AI generates code with: HTTP URLs (http://api.example.com instead of https://), self-signed certificates in development that leak to production, no HTTP-to-HTTPS redirect (both protocols serve the same content), no HSTS header (browsers do not remember to use HTTPS), and outdated TLS versions (TLS 1.0/1.1 still enabled). Each of these enables man-in-the-middle attacks, credential interception, and session hijacking on public networks.

Modern HTTPS is: mandatory (HTTPS everywhere, HTTP redirects to HTTPS), enforced (HSTS tells browsers to never use HTTP), preloaded (HSTS preload list means HTTPS from the very first request), automated (Let's Encrypt with auto-renewal, no manual certificate management), and modern (TLS 1.3 only, no legacy cipher suites). AI generates none of these.

These rules cover: TLS 1.3 configuration, HSTS with preloading, automated certificate management, HTTP-to-HTTPS redirect enforcement, and cipher suite selection.

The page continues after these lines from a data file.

// SPDX-License-Identifier: Apache-2.0
// Copyright (c) 2025 Polyframe Inc.

//! Polygon mesh representation and utilities

use super::{BoundingBox, DisjointSet};
use ahash::AHashSet;
use nalgebra::{Matrix4, Point3};
use serde::{Deserialize, Serialize};
use std::collections::BTreeSet;

/// Polygon face with an optional material assignment
#[derive(Debug, Clone, PartialEq, Serialize, Deserialize)]
pub struct Face {
    pub indices: Vec<usize>,
    #[serde(default, skip_serializing_if = "Option::is_none")]
    pub material: Option<String>,
}

impl Face {
    pub fn new(indices: impl Into<Vec<usize>>) -> Self {
        Self {
            indices: indices.into(),
            material: None,
        }
    }
}

/// Per-vertex UV coordinates
#[derive(Debug, Clone, PartialEq, Serialize, Deserialize)]
pub struct UvSet {
    pub name: String,
    pub coords: Vec<[f64; 2]>,
}

/// Polygon mesh
#[derive(Debug, Clone, Default, PartialEq, Serialize, Deserialize)]
pub struct Mesh {
    pub positions: Vec<Point3<f64>>,
    pub faces: Vec<Face>,
    #[serde(default, skip_serializing_if = "Vec::is_empty")]
    pub uv_sets: Vec<UvSet>,
}

impl Mesh {
    pub fn new() -> Self {
        Self::default()
    }

    pub fn with_capacity(vertex_count: usize, face_count: usize) -> Self {
        Self {
            positions: Vec::with_capacity(vertex_count),
            faces: Vec::with_capacity(face_count),
            uv_sets: Vec::new(),
        }
    }

    /// Add a vertex and return its index
    pub fn add_vertex(&mut self, position: Point3<f64>) -> usize {
        let index = self.positions.len();
        self.positions.push(position);
        index
    }

    /// Add a polygon face
    pub fn add_face(&mut self, indices: impl Into<Vec<usize>>) {
        self.faces.push(Face::new(indices));
    }

    pub fn vertex_count(&self) -> usize {
        self.positions.len()
    }

    pub fn face_count(&self) -> usize {
        self.faces.len()
    }

    /// Number of unique undirected edges
    pub fn edge_count(&self) -> usize {
        let mut edges = AHashSet::new();
        for face in &self.faces {
            let n = face.indices.len();
            for i in 0..n {
                let a = face.indices[i];
                let b = face.indices[(i + 1) % n];
                if a != b {
                    edges.insert((a.min(b), a.max(b)));
                }
            }
        }
        edges.len()
    }

    pub fn triangle_count(&self) -> usize {
        self.faces
            .iter()
            .map(|face| face.indices.len().saturating_sub(2))
            .sum()
    }

    /// Fan-triangulate every polygon
    pub fn triangles(&self) -> Vec<[usize; 3]> {
        let mut triangles = Vec::with_capacity(self.triangle_count());
        for face in &self.faces {
            if face.indices.len() < 3 {
                continue;
            }
            let first = face.indices[0];
            for pair in face.indices[1..].windows(2) {
                triangles.push([first, pair[0], pair[1]]);
            }
        }
        triangles
    }

    /// Transform all vertices by a matrix
    pub fn transform(&mut self, matrix: &Matrix4<f64>) {
        for position in &mut self.positions {
            *position = matrix.transform_point(position);
        }
    }

    pub fn transformed(&self, matrix: &Matrix4<f64>) -> Mesh {
        let mut mesh = self.clone();
        mesh.transform(matrix);
        mesh
    }

    pub fn bounding_box(&self) -> BoundingBox {
        BoundingBox::from_points(&self.positions)
    }

    /// Assign one material to every face
    pub fn set_material(&mut self, material: &str) {
        for face in &mut self.faces {
            face.material = Some(material.to_string());
        }
    }

    /// Sorted unique material names
    pub fn materials(&self) -> Vec<String> {
        let names: BTreeSet<&String> = self
            .faces
            .iter()
            .filter_map(|face| face.material.as_ref())
            .collect();
        names.into_iter().cloned().collect()
    }

    /// Faces of each connected component, ordered by their lowest face index
    pub fn shells(&self) -> Vec<Vec<usize>> {
        let mut set = DisjointSet::new(self.positions.len());
        for face in &self.faces {
            if let Some((&first, rest)) = face.indices.split_first() {
                for &index in rest {
                    set.union(first, index);
                }
            }
        }

        let mut shells: Vec<Vec<usize>> = Vec::new();
        let mut shell_of_root: Vec<Option<usize>> = vec![None; self.positions.len()];
        for (face_index, face) in self.faces.iter().enumerate() {
            let Some(&first) = face.indices.first() else {
                continue;
            };
            let root = set.find(first);
            let slot = match shell_of_root[root] {
                Some(slot) => slot,
                None => {
                    shell_of_root[root] = Some(shells.len());
                    shells.push(Vec::new());
                    shells.len() - 1
                }
            };
            shells[slot].push(face_index);
        }
        shells
    }

    /// Copy out a subset of faces, keeping the original relative vertex order
    pub fn extract(&self, face_ids: &[usize]) -> Mesh {
        let used: BTreeSet<usize> = face_ids
            .iter()
            .flat_map(|&f| self.faces[f].indices.iter().copied())
            .collect();

        let mut remap = vec![usize::MAX; self.positions.len()];
        let mut mesh = Mesh::with_capacity(used.len(), face_ids.len());
        for &old in &used {
            remap[old] = mesh.add_vertex(self.positions[old]);
        }
        for &f in face_ids {
            let face = &self.faces[f];
            mesh.faces.push(Face {
                indices: face.indices.iter().map(|&i| remap[i]).collect(),
                material: face.material.clone(),
            });
        }
        mesh.uv_sets = self
            .uv_sets
            .iter()
            .map(|set| UvSet {
                name: set.name.clone(),
                coords: used
                    .iter()
                    .map(|&old| set.coords.get(old).copied().unwrap_or([0.0, 0.0]))
                    .collect(),
            })
            .collect();
        mesh
    }

    /// Append another mesh (no boolean, just concatenation)
    pub fn merge(&mut self, other: &Mesh) {
        let offset = self.positions.len();
        let other_count = other.positions.len();

        for set in &mut self.uv_sets {
            set.coords.resize(offset, [0.0, 0.0]);
            match other.uv_sets.iter().find(|s| s.name == set.name) {
                Some(theirs) => {
                    set.coords.extend(theirs.coords.iter().copied());
                    set.coords.resize(offset + other_count, [0.0, 0.0]);
                }
                None => set.coords.resize(offset + other_count, [0.0, 0.0]),
            }
        }
        for theirs in &other.uv_sets {
            if self.uv_sets.iter().any(|s| s.name == theirs.name) {
                continue;
            }
            let mut coords = vec![[0.0, 0.0]; offset];
            coords.extend(theirs.coords.iter().copied());
            coords.resize(offset + other_count, [0.0, 0.0]);
            self.uv_sets.push(UvSet {
                name: theirs.name.clone(),
                coords,
            });
        }

        self.positions.extend_from_slice(&other.positions);
        for face in &other.faces {
            self.faces.push(Face {
                indices: face.indices.iter().map(|i| i + offset).collect(),
                material: face.material.clone(),
            });
        }
    }

    /// UV set names paired with their coordinate counts
    pub fn uv_signature(&self) -> Vec<(String, usize)> {
        let mut signature: Vec<(String, usize)> = self
            .uv_sets
            .iter()
            .map(|set| (set.name.clone(), set.coords.len()))
            .collect();
        signature.sort();
        signature
    }
}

Rule 1: TLS 1.3 as Minimum Version

The rule: 'Set TLS 1.3 as the minimum version. TLS 1.0 and 1.1 are deprecated (RFC 8996, March 2021) — known vulnerabilities, weak ciphers. TLS 1.2 is acceptable as a fallback for older clients, but TLS 1.3 should be preferred. TLS 1.3 provides: faster handshakes (1-RTT, even 0-RTT for resumed connections), stronger ciphers (no legacy cipher negotiation), and simplified protocol (removed problematic features like renegotiation and compression).'

For server configuration: 'Nginx: ssl_protocols TLSv1.3 TLSv1.2; ssl_prefer_server_ciphers on;. Node.js: tls.createServer({ minVersion: 'TLSv1.2', maxVersion: 'TLSv1.3' }). Cloud providers (Vercel, Cloudflare, AWS CloudFront): TLS 1.3 is enabled by default — verify and disable TLS 1.0/1.1 in security settings. Test your configuration with: ssllabs.com/ssltest or testssl.sh.'

AI generates: no TLS configuration. The default is often TLS 1.0+ (accepting everything). A client using TLS 1.0 on public WiFi is trivially intercepted. Setting the minimum to TLS 1.2 (with 1.3 preferred) closes this vulnerability while maintaining compatibility with 99%+ of current clients.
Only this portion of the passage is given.